Purpose: MMU, scheduling, IPC, faults, devices, pager, governed interrupts, boot lanes. Locations: experimental/ternaryos, experimental/ternaryos/docs/PROGRESS.md. Current status: advanced hosted prototype. Verification evidence: progress log cites RFC-00B5 interrupt integration, slices 26–28, and 3,214/3,214 assertions passing. Maturity: advanced prototype / partial OS substrate. Main concern: real engineering depth, but not yet a completed kernel or general-purpose OS. (GitHub)

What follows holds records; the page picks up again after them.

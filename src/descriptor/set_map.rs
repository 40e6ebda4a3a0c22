// Copyright (c) 2024-present, fjall-rs
// This source code is licensed under both the Apache 2.0 and MIT License
// (found in the LICENSE-* files in the repository)

use super::{cell::CellAnchor, count, get_count, get_str, letters::*};
use crate::value::Value;
use std::collections::BTreeMap;

/// Default bucket count (a prime spreads better, but any non-zero count works).
pub const DEFAULT_MODULO: u32 = 128;

/// Default compact-to-regular rehash trigger.
pub const DEFAULT_THRESHOLD: u64 = 101;

/// Default inline-list-to-sub-record promotion size per hash cell.
pub const DEFAULT_HASH_CELL_MAX_LIST: usize = 4;

/// Default sub-record entry budget hint.
pub const DEFAULT_LDR_ENTRY_COUNT_MAX: u64 = 100;

/// Persistence scheme for the regular (hashed) state, chosen at create time.
#[derive(Copy, Clone, Debug, Eq, PartialEq)]
pub enum StoreType {
    /// Buckets live in numbered hidden bins of the top record
    Record,

    /// Buckets live in a hash directory with sub-record overflow
    SubRecord,
}

/// Storage phase of the set.
#[derive(Copy, Clone, Debug, Eq, PartialEq)]
pub enum StoreState {
    /// All members in a single inline list
    Compact,

    /// Members hashed across `modulo` buckets
    Regular,
}

/// Bucket content representation.
///
/// Binary packing is declared for wire compatibility but has no write
/// paths; requesting it is refused at create time.
#[derive(Copy, Clone, Debug, Eq, PartialEq)]
pub enum StoreMode {
    /// Value lists
    List,

    /// Packed byte arrays (reserved)
    Binary,
}

/// Shape of the extracted member keys.
#[derive(Copy, Clone, Debug, Eq, PartialEq)]
pub enum KeyType {
    /// Scalar keys (number or string)
    Atomic,

    /// Structured values keyed through a function or canonical rendering
    Complex,
}

macro_rules! code_enum {
    ($name:ident, { $($variant:ident => $code:literal | $symbol:literal),+ $(,)? }) => {
        impl From<$name> for u8 {
            fn from(value: $name) -> Self {
                match value {
                    $($name::$variant => $code),+
                }
            }
        }

        impl TryFrom<u8> for $name {
            type Error = ();

            fn try_from(value: u8) -> Result<Self, Self::Error> {
                match value {
                    $($code => Ok(Self::$variant)),+,
                    _ => Err(()),
                }
            }
        }

        impl std::fmt::Display for $name {
            fn fmt(&self, f: &mut std::fmt::Formatter<'_>) -> std::fmt::Result {
                match self {
                    $(Self::$variant => write!(f, $symbol)),+
                }
            }
        }
    };
}

code_enum!(StoreType, {
    Record => 0 | "ST_RECORD",
    SubRecord => 1 | "ST_SUBRECORD",
});

code_enum!(StoreState, {
    Compact => 0 | "SS_COMPACT",
    Regular => 1 | "SS_REGULAR",
});

code_enum!(StoreMode, {
    List => 0 | "SM_LIST",
    Binary => 1 | "SM_BINARY",
});

code_enum!(KeyType, {
    Atomic => 0 | "KT_ATOMIC",
    Complex => 1 | "KT_COMPLEX",
});

/// The LSET-specific half of the control descriptor.
#[derive(Clone, Debug, PartialEq)]
pub struct SetMap {
    /// Persistence scheme for the regular state
    pub store_type: StoreType,

    /// Current storage phase
    pub store_state: StoreState,

    /// Bucket content representation
    pub store_mode: StoreMode,

    /// Key shape, recorded on the first insert when not set explicitly
    pub key_type: Option<KeyType>,

    /// Bucket count for the regular state
    pub modulo: u32,

    /// Compact-to-regular rehash trigger
    pub threshold: u64,

    /// Inline-list-to-sub-record promotion size per hash cell
    pub hash_cell_max_list: usize,

    /// Inline member list (sub-record layout, compact state only)
    pub compact_list: Option<Vec<Value>>,

    /// Cell directory (sub-record layout, regular state only)
    pub hash_directory: Option<Vec<CellAnchor>>,

    /// Name of the settings module applied at create time
    pub user_module: Option<String>,

    /// Name of the key-extraction function
    pub key_function: Option<String>,

    /// Name of the write-side transform
    pub transform: Option<String>,

    /// Name of the read-side untransform
    pub untransform: Option<String>,

    /// Insertions performed over the set's lifetime (removals not deducted)
    pub total_count: u64,

    /// Advisory capacity ceiling; zero means unbounded
    pub store_limit: u64,

    /// Sub-record entry budget hint
    pub ldr_entry_count_max: u64,

    /// Fixed entry size hint for binary packing (reserved)
    pub ldr_byte_entry_size: u64,

    /// Byte budget hint for binary packing (reserved)
    pub ldr_byte_count_max: u64,

    /// Byte-bin size for binary packing (reserved)
    pub binary_store_size: u64,
}

impl Default for SetMap {
    fn default() -> Self {
        Self {
            store_type: StoreType::SubRecord,
            store_state: StoreState::Compact,
            store_mode: StoreMode::List,
            key_type: None,
            modulo: DEFAULT_MODULO,
            threshold: DEFAULT_THRESHOLD,
            hash_cell_max_list: DEFAULT_HASH_CELL_MAX_LIST,
            compact_list: None,
            hash_directory: None,
            user_module: None,
            key_function: None,
            transform: None,
            untransform: None,
            total_count: 0,
            store_limit: 0,
            ldr_entry_count_max: DEFAULT_LDR_ENTRY_COUNT_MAX,
            ldr_byte_entry_size: 0,
            ldr_byte_count_max: 0,
            binary_store_size: 0,
        }
    }
}

impl SetMap {
    /// Encodes into the persisted letter-keyed map.
    #[must_use]
    pub fn to_value(&self) -> Value {
        let mut map = BTreeMap::new();

        map.insert(
            SM_STORE_TYPE.into(),
            count(u64::from(u8::from(self.store_type))),
        );
        map.insert(
            SM_STORE_STATE.into(),
            count(u64::from(u8::from(self.store_state))),
        );
        map.insert(
            SM_STORE_MODE.into(),
            count(u64::from(u8::from(self.store_mode))),
        );
        map.insert(SM_MODULO.into(), count(u64::from(self.modulo)));
        map.insert(SM_THRESHOLD.into(), count(self.threshold));
        map.insert(
            SM_HASH_CELL_MAX_LIST.into(),
            count(self.hash_cell_max_list as u64),
        );
        map.insert(SM_TOTAL_COUNT.into(), count(self.total_count));
        map.insert(SM_STORE_LIMIT.into(), count(self.store_limit));
        map.insert(
            SM_LDR_ENTRY_COUNT_MAX.into(),
            count(self.ldr_entry_count_max),
        );
        map.insert(
            SM_LDR_BYTE_ENTRY_SIZE.into(),
            count(self.ldr_byte_entry_size),
        );
        map.insert(SM_LDR_BYTE_COUNT_MAX.into(), count(self.ldr_byte_count_max));
        map.insert(SM_BINARY_STORE_SIZE.into(), count(self.binary_store_size));

        if let Some(key_type) = self.key_type {
            map.insert(SM_KEY_TYPE.into(), count(u64::from(u8::from(key_type))));
        }

        if let Some(list) = &self.compact_list {
            map.insert(SM_COMPACT_LIST.into(), Value::List(list.clone()));
        }

        if let Some(cells) = &self.hash_directory {
            map.insert(
                SM_HASH_DIRECTORY.into(),
                Value::List(cells.iter().map(CellAnchor::to_value).collect()),
            );
        }

        for (letter, name) in [
            (SM_USER_MODULE, &self.user_module),
            (SM_KEY_FUNCTION, &self.key_function),
            (SM_TRANSFORM, &self.transform),
            (SM_UNTRANSFORM, &self.untransform),
        ] {
            if let Some(name) = name {
                map.insert(letter.into(), Value::String(name.clone()));
            }
        }

        Value::Map(map)
    }

    /// Decodes a persisted set map.
    pub fn from_value(value: &Value) -> crate::Result<Self> {
        let map = value
            .as_map()
            .ok_or(crate::Error::BinDamaged("set map is not a map"))?;

        let compact_list = match map.get(SM_COMPACT_LIST) {
            Some(value) => Some(
                value
                    .as_list()
                    .ok_or(crate::Error::BinDamaged("compact list is not a list"))?
                    .to_vec(),
            ),
            None => None,
        };

        let hash_directory = match map.get(SM_HASH_DIRECTORY) {
            Some(value) => {
                let cells = value
                    .as_list()
                    .ok_or(crate::Error::BinDamaged("hash directory is not a list"))?;

                Some(
                    cells
                        .iter()
                        .map(CellAnchor::from_value)
                        .collect::<crate::Result<Vec<_>>>()?,
                )
            }
            None => None,
        };

        Ok(Self {
            store_type: decode_code(map, SM_STORE_TYPE, "bad store type")?,
            store_state: decode_code(map, SM_STORE_STATE, "bad store state")?,
            store_mode: decode_code(map, SM_STORE_MODE, "bad store mode")?,
            key_type: match map.get(SM_KEY_TYPE) {
                Some(_) => Some(decode_code(map, SM_KEY_TYPE, "bad key type")?),
                None => None,
            },
            modulo: get_count(map, SM_MODULO)
                .and_then(|x| u32::try_from(x).ok())
                .filter(|x| *x > 0)
                .ok_or(crate::Error::BinDamaged("bad modulo"))?,
            threshold: get_count(map, SM_THRESHOLD)
                .ok_or(crate::Error::BinDamaged("bad threshold"))?,
            hash_cell_max_list: get_count(map, SM_HASH_CELL_MAX_LIST)
                .and_then(|x| usize::try_from(x).ok())
                .filter(|x| *x > 0)
                .ok_or(crate::Error::BinDamaged("bad hash cell list limit"))?,
            compact_list,
            hash_directory,
            user_module: get_str(map, SM_USER_MODULE).map(Into::into),
            key_function: get_str(map, SM_KEY_FUNCTION).map(Into::into),
            transform: get_str(map, SM_TRANSFORM).map(Into::into),
            untransform: get_str(map, SM_UNTRANSFORM).map(Into::into),
            total_count: get_count(map, SM_TOTAL_COUNT)
                .ok_or(crate::Error::BinDamaged("bad total count"))?,
            store_limit: get_count(map, SM_STORE_LIMIT)
                .ok_or(crate::Error::BinDamaged("bad store limit"))?,
            ldr_entry_count_max: get_count(map, SM_LDR_ENTRY_COUNT_MAX).unwrap_or(0),
            ldr_byte_entry_size: get_count(map, SM_LDR_BYTE_ENTRY_SIZE).unwrap_or(0),
            ldr_byte_count_max: get_count(map, SM_LDR_BYTE_COUNT_MAX).unwrap_or(0),
            binary_store_size: get_count(map, SM_BINARY_STORE_SIZE).unwrap_or(0),
        })
    }
}

fn decode_code<T: TryFrom<u8>>(
    map: &BTreeMap<String, Value>,
    letter: &str,
    reason: &'static str,
) -> crate::Result<T> {
    get_count(map, letter)
        .and_then(|x| u8::try_from(x).ok())
        .and_then(|x| T::try_from(x).ok())
        .ok_or(crate::Error::BinDamaged(reason))
}

#[cfg(test)]
mod tests {
    use super::*;
    use test_log::test;

    #[test]
    fn round_trip_defaults() -> crate::Result<()> {
        let map = SetMap::default();
        assert_eq!(map, SetMap::from_value(&map.to_value())?);
        Ok(())
    }

    #[test]
    fn round_trip_regular_state() -> crate::Result<()> {
        let mut map = SetMap {
            store_state: StoreState::Regular,
            key_type: Some(KeyType::Atomic),
            user_module: Some("mymod".into()),
            total_count: 9,
            ..SetMap::default()
        };
        map.hash_directory = Some(vec![
            CellAnchor::Empty,
            CellAnchor::List(vec![Value::from(1)]),
        ]);

        assert_eq!(map, SetMap::from_value(&map.to_value())?);
        Ok(())
    }

    #[test]
    fn rejects_zero_modulo() {
        let map = SetMap {
            modulo: 1,
            ..SetMap::default()
        };

        let Value::Map(mut encoded) = map.to_value() else {
            unreachable!()
        };
        encoded.insert(SM_MODULO.into(), Value::Integer(0));

        assert!(matches!(
            SetMap::from_value(&Value::Map(encoded)),
            Err(crate::Error::BinDamaged(_)),
        ));
    }
}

There is a real layered model. The architecture overview, TISC spec, T81VM spec, and T81Lang spec all present a coherent idea: a deterministic language targeting a deterministic ISA executed by a deterministic VM under Axion observation, with CanonFS as a provenance/audit surface. That is a legitimate architecture, not just branding. (GitHub)
But subsystem boundaries are only partly real. Some are explicit and well-bounded, especially the DCP-defined core. Others are blurry. The repo calls experimental non-DCP/non-verified, and runtime/jit non-verified unless promoted, yet CMakeLists.txt compiles experimental Hanoi, cognitive-tier, and distributed sources directly into t81_core. That weakens the conceptual cleanliness of the core/periphery separation. (GitHub)
Contracts and interfaces are stronger in docs than in some implementations. T81VM requires Axion to query execution mode, but the spec says the public get_execution_mode() surface is not yet exposed. Scheduling decisions are supposed to be Axion-visible, but the same spec says deterministic scheduling events are not yet first-class trace entries. Axion’s CanonFS observability is described as partial, and the Axion spec openly says its five subsystems are “architectural targets.” That is not fatal; it is evidence that some boundaries are still aspirational. (GitHub)
Naming consistency is weak. “Axion” names both the governance kernel and the operating-system track. The OS progress log explicitly says Axion = operating system while the Axion spec says the Axion Kernel is the supervisory intelligence above executable layers. That creates avoidable ambiguity at exactly the layer where the project most needs conceptual precision. (GitHub)
Documentation is not fully aligned with implementation. The most obvious symptoms are version/status conflicts across README, releases, control center, specs, and build metadata. There is also a more structural issue: several subsystem README files emphasize that they are only navigation aids and do not change authority, which implies the project already recognizes doc-sprawl risk. That recognition is correct; the sprawl is visible. (GitHub)
Strongest seams: DCP boundary, authority hierarchy, explicit experimental labels, and governance/CI checks. Weakest seams: build-graph mixing of experimental code into core, Axion naming, and status synchronization. (GitHub)
Determinism is clearly claimed throughout the repo. The README says every release is verified for bit-exact cross-platform reproducibility, the TISC spec makes deterministic execution a design principle, the T81VM spec defines determinism constraints and concurrency rules, and the T81Lang spec declares no hidden I/O, nondeterminism, or environment leakage. (GitHub)
More importantly, determinism is not only claimed; it is also narrowed. The architecture overview explicitly describes “bounded determinism claim scope,” the DCP includes only verified surfaces, and the Determinism Surface Registry defines a determinism surface as one requiring explicit verification for bit-identical output across supported architectures. That is a good engineering move because it prevents the whole repo from being treated as equally guaranteed. (GitHub)
Determinism is concretely enforced in CI. The CI workflow checks repository structure, TISC freeze integrity, architecture coherence, DCP/registry surface alignment, public-header root policy, determinism claim enforcement, and benchmark workload regression. The tests README also requires reproducibility coverage for determinism-sensitive changes. (GitHub)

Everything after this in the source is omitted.